Current Positional Tracking Configuration

For context, here is the pos_tracking configuration I am using:

        pos_tracking:
            pos_tracking_enabled: true # True to enable positional tracking from start
            pos_tracking_mode: 'GEN_1' # Matches the ZED SDK setting: 'GEN_1', 'GEN_2', 'GEN_3'
            imu_fusion: true # enable/disable IMU fusion.
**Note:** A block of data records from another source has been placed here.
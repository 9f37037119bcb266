use async_trait::async_trait;
use metrics::counter;
use pgsession_core::{
    Charset, CommandError, CommandResult, ErrorReport, SessionError, SessionResult, SqlState,
};
use pgsession_protocol::{
    expand_format_codes, read_message, read_password, read_startup, BackendMessage, BackendWriter,
    CloseTarget, DescribeTarget, FormatCode, FramedReader, FrontendMessage, StartupRequest,
    TransactionState,
};
use crate::registry::{ProcessSlot, ProcessTable};
use std::collections::HashMap;
use std::sync::Arc;
use std::time::Duration;
use tokio::io::{AsyncRead, AsyncWrite};
use tracing::{debug, info, warn};

/// How `Session::run` ended when it did not fail.
#[derive(Debug, Clone, Copy, PartialEq, Eq)]
pub enum SessionOutcome {
    /// The client sent Terminate.
    Terminated,
    /// Startup or authentication did not complete. Cancel requests end here.
    NotAuthenticated,
    /// The transport closed after login without a Terminate.
    Closed,
}

/// What the startup handler wants next.
#[derive(Debug, Clone, Copy, PartialEq, Eq)]
pub enum StartupReply {
    Done,
    NeedsPassword,
}

/// A Bind with its format codes expanded to one per parameter.
#[derive(Debug, Clone, PartialEq, Eq)]
pub struct BindRequest {
    pub portal_name: String,
    pub statement_name: String,
    pub params: Vec<(FormatCode, Option<Vec<u8>>)>,
    pub result_formats: Vec<FormatCode>,
}

pub type ReplyStream = Box<dyn AsyncWrite + Send + Unpin>;

/// The backend half of a session, shared by every handler implementation.
pub struct Replies {
    writer: BackendWriter<ReplyStream>,
    pid: i32,
    secret_key: i32,
    charset: Charset,
    authenticated: bool,
}

impl Replies {
    /// The pid and secret key stay 0 until the session is admitted.
    pub fn new(stream: ReplyStream) -> Self {
        Self {
            writer: BackendWriter::new(stream),
            pid: 0,
            secret_key: 0,
            charset: Charset::default(),
            authenticated: false,
        }
    }

    /// A reply the client does not take within `limit` ends the session.
    pub fn with_write_timeout(self, limit: Option<Duration>) -> Self {
        Self {
            writer: self.writer.with_write_timeout(limit),
            ..self
        }
    }

    pub fn pid(&self) -> i32 {
        self.pid
    }

    pub fn secret_key(&self) -> i32 {
        self.secret_key
    }

    pub fn charset(&self) -> Charset {
        self.charset
    }

    /// Applies to DataRow cells and to every string field written afterwards.
    pub fn set_charset(&mut self, charset: Charset) {
        self.charset = charset;
        self.writer.set_charset(charset);
    }

    pub fn is_authenticated(&self) -> bool {
        self.authenticated
    }

    pub async fn send(&mut self, msg: &BackendMessage) -> SessionResult<()> {
        self.writer.write_message(msg).await
    }

    /// The session counts as logged in once this has been sent.
    pub async fn authentication_ok(&mut self) -> SessionResult<()> {
        self.send(&BackendMessage::AuthenticationOk).await?;
        self.authenticated = true;
        Ok(())
    }

    pub async fn authentication_cleartext_password(&mut self) -> SessionResult<()> {
        self.send(&BackendMessage::AuthenticationCleartextPassword)
            .await
    }

    pub async fn backend_key_data(&mut self) -> SessionResult<()> {
        let msg = BackendMessage::BackendKeyData {
            pid: self.pid,
            secret: self.secret_key,
        };
        self.send(&msg).await
    }

    pub async fn parameter_status(&mut self, key: &str, value: &str) -> SessionResult<()> {
        self.send(&BackendMessage::ParameterStatus {
            key: key.to_string(),
            value: value.to_string(),
        })
        .await
    }

    /// No transaction blocks are modelled, so the state is always idle.
    pub async fn ready_for_query(&mut self) -> SessionResult<()> {
        self.send(&BackendMessage::ReadyForQuery {
            state: TransactionState::Idle,
        })
        .await
    }

    pub async fn error(&mut self, report: &ErrorReport) -> SessionResult<()> {
        counter!("pgsession_query_errors_total").increment(1);
        self.send(&BackendMessage::ErrorResponse(report.clone()))
            .await
    }

    pub async fn flush(&mut self) -> SessionResult<()> {
        self.writer.flush().await
    }

    async fn refuse_encryption(&mut self) -> SessionResult<()> {
        self.writer.write_raw_byte(b'N').await
    }

    async fn shutdown(&mut self) {
        if let Err(err) = self.writer.shutdown().await {
            debug!(pid = self.pid, "shutdown after session end failed: {err}");
        }
    }
}

/// Callbacks for the frontend messages of one session.
///
/// Returning `CommandError::Client` sends the report as an ErrorResponse and
/// keeps the session; `CommandError::Session` ends it.
#[async_trait]
pub trait FrontendHandler: Send {
    async fn startup(
        &mut self,
        out: &mut Replies,
        params: HashMap<String, String>,
    ) -> CommandResult<StartupReply>;

    async fn password(&mut self, out: &mut Replies, password: String) -> CommandResult<()>;

    async fn cancel_request(&mut self, process_id: i32, secret_key: i32);

    async fn query(&mut self, out: &mut Replies, sql: String) -> CommandResult<()>;

    async fn parse(
        &mut self,
        out: &mut Replies,
        statement_name: String,
        query: String,
        param_oids: Vec<i32>,
    ) -> CommandResult<()>;

    async fn bind(&mut self, out: &mut Replies, request: BindRequest) -> CommandResult<()>;

    async fn describe(
        &mut self,
        out: &mut Replies,
        target: DescribeTarget,
        name: String,
    ) -> CommandResult<()>;

    async fn execute(
        &mut self,
        out: &mut Replies,
        portal_name: String,
        max_rows: i32,
    ) -> CommandResult<()>;

    async fn close(&mut self, out: &mut Replies, target: CloseTarget, name: String)
        -> CommandResult<()>;

    async fn sync(&mut self, out: &mut Replies) -> CommandResult<()>;

    async fn flush(&mut self, out: &mut Replies) -> CommandResult<()> {
        out.flush().await?;
        Ok(())
    }

    async fn function_call(&mut self, _out: &mut Replies, _object_id: i32) -> CommandResult<()> {
        Err(ErrorReport::unsupported("the function call sub-protocol").into())
    }

    async fn copy_data(&mut self, _out: &mut Replies, _data: Vec<u8>) -> CommandResult<()> {
        Err(ErrorReport::unsupported("COPY").into())
    }

    async fn copy_done(&mut self, _out: &mut Replies) -> CommandResult<()> {
        Err(ErrorReport::unsupported("COPY").into())
    }

    async fn copy_fail(&mut self, _out: &mut Replies, _message: String) -> CommandResult<()> {
        Err(ErrorReport::unsupported("COPY").into())
    }

    async fn terminate(&mut self) {}
}

enum Step {
    Continue,
    Terminate,
}

/// Drives one connection: startup, admission, authentication, then the
/// command loop.
///
/// A matching cancel request ends the session wherever it is, including a
/// blocked write or a backend call that never returns.
pub struct Session<R, H> {
    reader: FramedReader<R>,
    out: Replies,
    handler: H,
    processes: Arc<ProcessTable>,
    max_connections: usize,
    slot: Option<ProcessSlot>,
}

impl<R, H> Session<R, H>
where
    R: AsyncRead + Unpin + Send,
    H: FrontendHandler,
{
    /// `max_connections` of 0 admits every client.
    pub fn new(
        reader: FramedReader<R>,
        mut out: Replies,
        handler: H,
        processes: Arc<ProcessTable>,
        max_connections: usize,
    ) -> Self {
        out.set_charset(reader.charset());
        Self {
            reader,
            out,
            handler,
            processes,
            max_connections,
            slot: None,
        }
    }

    pub async fn run(mut self) -> SessionResult<SessionOutcome> {
        let kill = self.reader.kill_signal();
        let result = tokio::select! {
            biased;
            _ = kill.cancelled() => Err(SessionError::Killed),
            result = self.run_inner() => result,
        };
        // a killed session may be stuck behind a peer that stopped reading
        if !matches!(result, Err(SessionError::Killed)) {
            self.out.shutdown().await;
        }
        if let Some(slot) = self.slot.take() {
            debug!(pid = slot.pid(), "process slot released");
        }
        match result {
            Err(err) if err.is_transport() => {
                debug!(pid = self.out.pid, "transport closed: {err}");
                if self.out.is_authenticated() {
                    Ok(SessionOutcome::Closed)
                } else {
                    Ok(SessionOutcome::NotAuthenticated)
                }
            }
            other => other,
        }
    }

    async fn run_inner(&mut self) -> SessionResult<SessionOutcome> {
        let params = loop {
            match read_startup(self.reader.raw_mut()).await {
                Ok(StartupRequest::SslRequest) | Ok(StartupRequest::GssEncRequest) => {
                    self.out.refuse_encryption().await?;
                }
                Ok(StartupRequest::CancelRequest {
                    process_id,
                    secret_key,
                }) => {
                    self.handler.cancel_request(process_id, secret_key).await;
                    return Ok(SessionOutcome::NotAuthenticated);
                }
                Ok(StartupRequest::Startup { params, .. }) => break params,
                Err(SessionError::UnrecognizedVersion(version)) => {
                    let report = ErrorReport::fatal(
                        SqlState::ProtocolViolation,
                        format!("Unrecognized protocol version {version}"),
                    );
                    self.out.error(&report).await?;
                    return Err(SessionError::UnrecognizedVersion(version));
                }
                Err(err) => return Err(err),
            }
        };

        if let Some(charset) = params
            .get("client_encoding")
            .and_then(|name| Charset::from_name(name))
        {
            self.reader.raw_mut().set_charset(charset);
            self.out.set_charset(charset);
        }

        self.admit().await?;

        if !self.authenticate(params).await? {
            debug!(pid = self.out.pid, "session ends before login");
            return Ok(SessionOutcome::NotAuthenticated);
        }

        self.out.ready_for_query().await?;
        loop {
            let msg = read_message(&mut self.reader).await?;
            self.reader.check_exhausted()?;
            let tag = msg.tag();
            counter!("pgsession_commands_total", "tag" => (tag as char).to_string())
                .increment(1);
            match self.dispatch(msg).await {
                Ok(Step::Continue) => {}
                Ok(Step::Terminate) => return Ok(SessionOutcome::Terminated),
                Err(CommandError::Client(report)) => {
                    debug!(pid = self.out.pid, tag = %(tag as char), "{report}");
                    self.out.error(&report).await?;
                }
                Err(CommandError::Session(err)) => return Err(err),
            }
        }
    }

    /// Takes a process slot for a client that sent a real startup packet.
    /// Cancel and encryption requests never get here, so they neither count
    /// against the limit nor use up a pid.
    async fn admit(&mut self) -> SessionResult<()> {
        let kill = self.reader.kill_signal();
        let Some(slot) = self.processes.try_allocate(self.max_connections, kill) else {
            let report = ErrorReport::fatal(
                SqlState::TooManyConnections,
                "sorry, too many clients already",
            );
            self.out.send(&BackendMessage::ErrorResponse(report)).await?;
            return Err(SessionError::Rejected(format!(
                "too many connections (limit {})",
                self.max_connections
            )));
        };
        self.out.pid = slot.pid();
        self.out.secret_key = slot.secret_key();
        counter!("pgsession_sessions_total").increment(1);
        info!(pid = slot.pid(), "session started");
        self.slot = Some(slot);
        Ok(())
    }

    /// Returns whether the client ended up authenticated. Client errors here
    /// are reported and end the login.
    async fn authenticate(&mut self, params: HashMap<String, String>) -> SessionResult<bool> {
        let reply = match self.handler.startup(&mut self.out, params).await {
            Ok(reply) => reply,
            Err(err) => return self.login_failed(err).await,
        };
        if reply == StartupReply::NeedsPassword && !self.out.is_authenticated() {
            let password = read_password(self.reader.raw_mut()).await?;
            if let Err(err) = self.handler.password(&mut self.out, password).await {
                return self.login_failed(err).await;
            }
        }
        Ok(self.out.is_authenticated())
    }

    async fn login_failed(&mut self, err: CommandError) -> SessionResult<bool> {
        match err {
            CommandError::Client(report) => {
                warn!(pid = self.out.pid, "login rejected: {report}");
                self.out.error(&report).await?;
                Ok(false)
            }
            CommandError::Session(err) => Err(err),
        }
    }

    async fn dispatch(&mut self, msg: FrontendMessage) -> CommandResult<Step> {
        let out = &mut self.out;
        let handler = &mut self.handler;
        match msg {
            FrontendMessage::Query { sql } => handler.query(out, sql).await?,
            FrontendMessage::Parse {
                statement_name,
                query,
                param_oids,
            } => {
                handler
                    .parse(out, statement_name, query, param_oids)
                    .await?
            }
            FrontendMessage::Bind {
                portal_name,
                statement_name,
                param_format_codes,
                param_values,
                result_format_codes,
            } => {
                let formats = expand_format_codes(&param_format_codes, param_values.len())?;
                let result_formats =
                    expand_format_codes(&result_format_codes, result_format_codes.len())?;
                let request = BindRequest {
                    portal_name,
                    statement_name,
                    params: formats.into_iter().zip(param_values).collect(),
                    result_formats,
                };
                handler.bind(out, request).await?
            }
            FrontendMessage::Describe { target, name } => {
                handler.describe(out, target, name).await?
            }
            FrontendMessage::Execute {
                portal_name,
                max_rows,
            } => handler.execute(out, portal_name, max_rows).await?,
            FrontendMessage::Close { target, name } => handler.close(out, target, name).await?,
            FrontendMessage::Flush => handler.flush(out).await?,
            FrontendMessage::Sync => handler.sync(out).await?,
            FrontendMessage::FunctionCall { object_id, .. } => {
                handler.function_call(out, object_id).await?
            }
            FrontendMessage::CopyData { data } => handler.copy_data(out, data).await?,
            FrontendMessage::CopyDone => handler.copy_done(out).await?,
            FrontendMessage::CopyFail { message } => handler.copy_fail(out, message).await?,
            FrontendMessage::Terminate => {
                handler.terminate().await;
                return Ok(Step::Terminate);
            }
        }
        Ok(Step::Continue)
    }
}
When set to false, only the optical odometry will be used.
            publish_tf: true # [overwritten by launch file options] publish `odom -> camera_link` TF
            publish_map_tf: true # [overwritten by launch file options] publish `map -> odom` TF
            map_frame: 'map'
            odometry_frame: 'odom'
            area_memory: true # Enable to detect loop closure
            area_file_path: '/mtb_robot_config/test.area' # Path to the area memory file for relocalization and loop closure in a previously explored environment. 
            save_area_memory_on_closing: true # Save Area memory before closing the camera if `area_file_path` is not empty. You can also use the `save_area_memory` service to save the area memory at any time.
            reset_odom_with_loop_closure: true # Re-initialize odometry to the last valid pose when loop closure happens (reset camera odometry drift)
            depth_min_range: 0.0 # Set this value for removing fixed zones of the robot in the FoV of the camerafrom the visual odometry evaluation
            set_as_static: false # If 'true' the camera will be static and not move in the environment
            set_gravity_as_origin: true # If 'true' align the positional tracking world to imu gravity measurement. Keep the yaw from the user initial pose.
            floor_alignment: false # Enable to automatically calculate camera/floor offset
            initial_base_pose: [0.0, 0.0, 0.0, 0.0, 0.0, 0.0] # Initial position of the `camera_link` frame in the map -> [X, Y, Z, R, P, Y]
            path_pub_rate: 2.0 # [DYNAMIC] - Camera trajectory publishing frequency
            path_max_count: -1 # use '-1' for unlimited path size
            two_d_mode: false # Force navigation on a plane. If true the Z value will be fixed to 'fixed_z_value', roll and pitch to zero
            fixed_z_value: 0.0 # Value to be used for Z coordinate if `two_d_mode` is true
            transform_time_offset: 0.0 # The value added to the timestamp of `map->odom` and `odom->camera_link` transform being generated
            reset_pose_with_svo_loop: true # Reset the camera pose the `initial_base_pose` when the SVO loop is enabled and the SVO playback reaches the end of the file.

Questions

Given these issues, I have a few broader questions:

Based on my configuration, am I missing a key parameter or using an incorrect setting?
Could you outline the best practices for managing area files, especially regarding when and how often to call the save_area_memory service to avoid failures?
Our primary goal is to have the robot reliably relocalize itself in a previously mapped environment. Is using the area file as we are the correct approach for this functionality?

Any guidance on these points would be greatly appreciated. Thank you.